On Fri, Jul 23, 2010 at 1:58 AM, stefan brunthaler
<ste...@brunthaler.net> wrote:
>> Do I understand correctly that you modify the byte code of modules/functions
>> at runtime?
>>
> Yes. Quickening is runtime only optimization technique that rewrites
> instructions from a generic instruction to an optimized derivative
> (orignally for the Java virtual machine). It is completely hidden from
> the compiler and has no other dependencies than the interpreter
> dispatch routine itself.

How do you generate the specialized opcode implementations?
Presumably that is done ahead of time, or you'd have to use a JIT,
which is what you're avoiding.

I'm guessing from your comments below about cross-module inlining that
you generate a separate .c file with the specialized opcode bodies and
then call through to them via a table of function pointers indexed by
opcode, but I could be totally wrong.  :)

> Another benefit of using my technique is that a compiler could decide
> to inline all of the functions of the optimized derivatives (e.g., the
> float_add function call inside my FLOAT_ADD interpreter instruction).
> Unfortunately, however, gcc currently does not allow for cross-module
> inlining (AFAIR). (Preliminary tests with manually changing the
> default inlining size for ceval.c resulted in speedups of up to 1.3 on
> my machine, so I think inlinling of function bodies for the optimized
> derivatives would boost performance noticeably.)

There are a variety of solutions to getting cross-module inlining
these days.  Clang+LLVM support link-time optimization (LTO) via a
plugin for gold.  GCC has LTO and LIPO as well.

>> Such an approach would also be very useful for Cython.
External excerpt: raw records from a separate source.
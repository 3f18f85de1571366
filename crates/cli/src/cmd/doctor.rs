use doclist_core::config::loader::{default_config_path, ConfigLoader};
use std::path::Path;

use crate::logging;

pub fn run(config: Option<&Path>) {
    match ConfigLoader::load(config) {
        Ok(rc) => {
            logging::init(&rc.logging);

            let exclusions = if rc.exclusions.is_empty() {
                "(none)".to_string()
            } else {
                rc.exclusions.iter().collect::<Vec<_>>().join(", ")
            };
            let log_file = rc
                .logging
                .file
                .as_deref()
                .map_or_else(|| "(none)".to_string(), |p| p.display().to_string());
            let docs_ok = rc.docs_dir.is_dir();

            println!("OK   doclist doctor");
            println!(
                "path: {}",
                rc.source.as_deref().map_or_else(
                    || format!("(defaults; looked for {})", default_config_path().display()),
                    |p| p.display().to_string()
                )
            );
            println!("docs_dir: {}", rc.docs_dir.display());
            println!("docs_dir.exists: {}", docs_ok);
            println!("exclude: {}", exclusions);
            println!("logging.level: {}", rc.logging.level);
            println!("logging.file: {}", log_file);
        }
        Err(e) => {
            println!("FAIL doclist doctor");
            println!("{e}");
            if config.is_none() {
                println!("looked for: {}", default_config_path().display());
            }
            std::process::exit(1);
        }
    }
}
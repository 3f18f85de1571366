//! Front-matter types and data structures.

/// Outcome of extracting front matter from one document.
///
/// Exactly one variant holds per document. Only `Success` carries a
/// summary, and that summary is never empty.
#[derive(Debug, Clone, PartialEq, Eq)]
pub enum ExtractionStatus {
    /// Header block parsed and a non-empty summary found.
    Success { summary: String },
    /// Document does not start with a `---` line.
    MissingDelimiter,
    /// Opening `---` found but no closing `---` line.
    UnterminatedBlock,
    /// Header block has no `summary:` key.
    MissingSummaryKey,
    /// `summary:` present but blank after normalization.
    EmptySummary,
    /// The file could not be read.
    Unreadable(String),
}

impl ExtractionStatus {
    /// Stable kebab-case identifier for machine-readable output.
    pub fn code(&self) -> &'static str {
        match self {
            Self::Success { .. } => "success",
            Self::MissingDelimiter => "missing-delimiter",
            Self::UnterminatedBlock => "unterminated-block",
            Self::MissingSummaryKey => "missing-summary-key",
            Self::EmptySummary => "empty-summary",
            Self::Unreadable(_) => "unreadable",
        }
    }

    pub fn is_success(&self) -> bool {
        matches!(self, Self::Success { .. })
    }
}

/// Metadata derived from a document's header block.
#[derive(Debug, Clone, PartialEq, Eq)]
pub struct FrontMatter {
    pub status: ExtractionStatus,
    /// Hints in declaration order, duplicates kept.
    pub read_when: Vec<String>,
}

impl FrontMatter {
    /// A result with no hints, used for failures found before the block is scanned.
    pub fn failed(status: ExtractionStatus) -> Self {
        Self { status, read_when: Vec::new() }
    }

    pub fn summary(&self) -> Option<&str> {
        match &self.status {
            ExtractionStatus::Success { summary } => Some(summary),
            _ => None,
        }
    }
}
Think of a profiler
>> that runs a program in CPython and tells you exactly what static type
>> annotations to put where in your Python code to make it compile to a fast
>> binary with Cython. Or, even better, it could just spit out a .pxd file that
>> you drop next to your .py file and that provides the static type information
>> for you.

This would be interesting.  We have (obviously) have similar
instrumentation in unladen swallow to gather type feedback.  We talked
with Craig Citro about finding a way to feed that back to Cython for
exactly this reason, but we haven't really pursued it.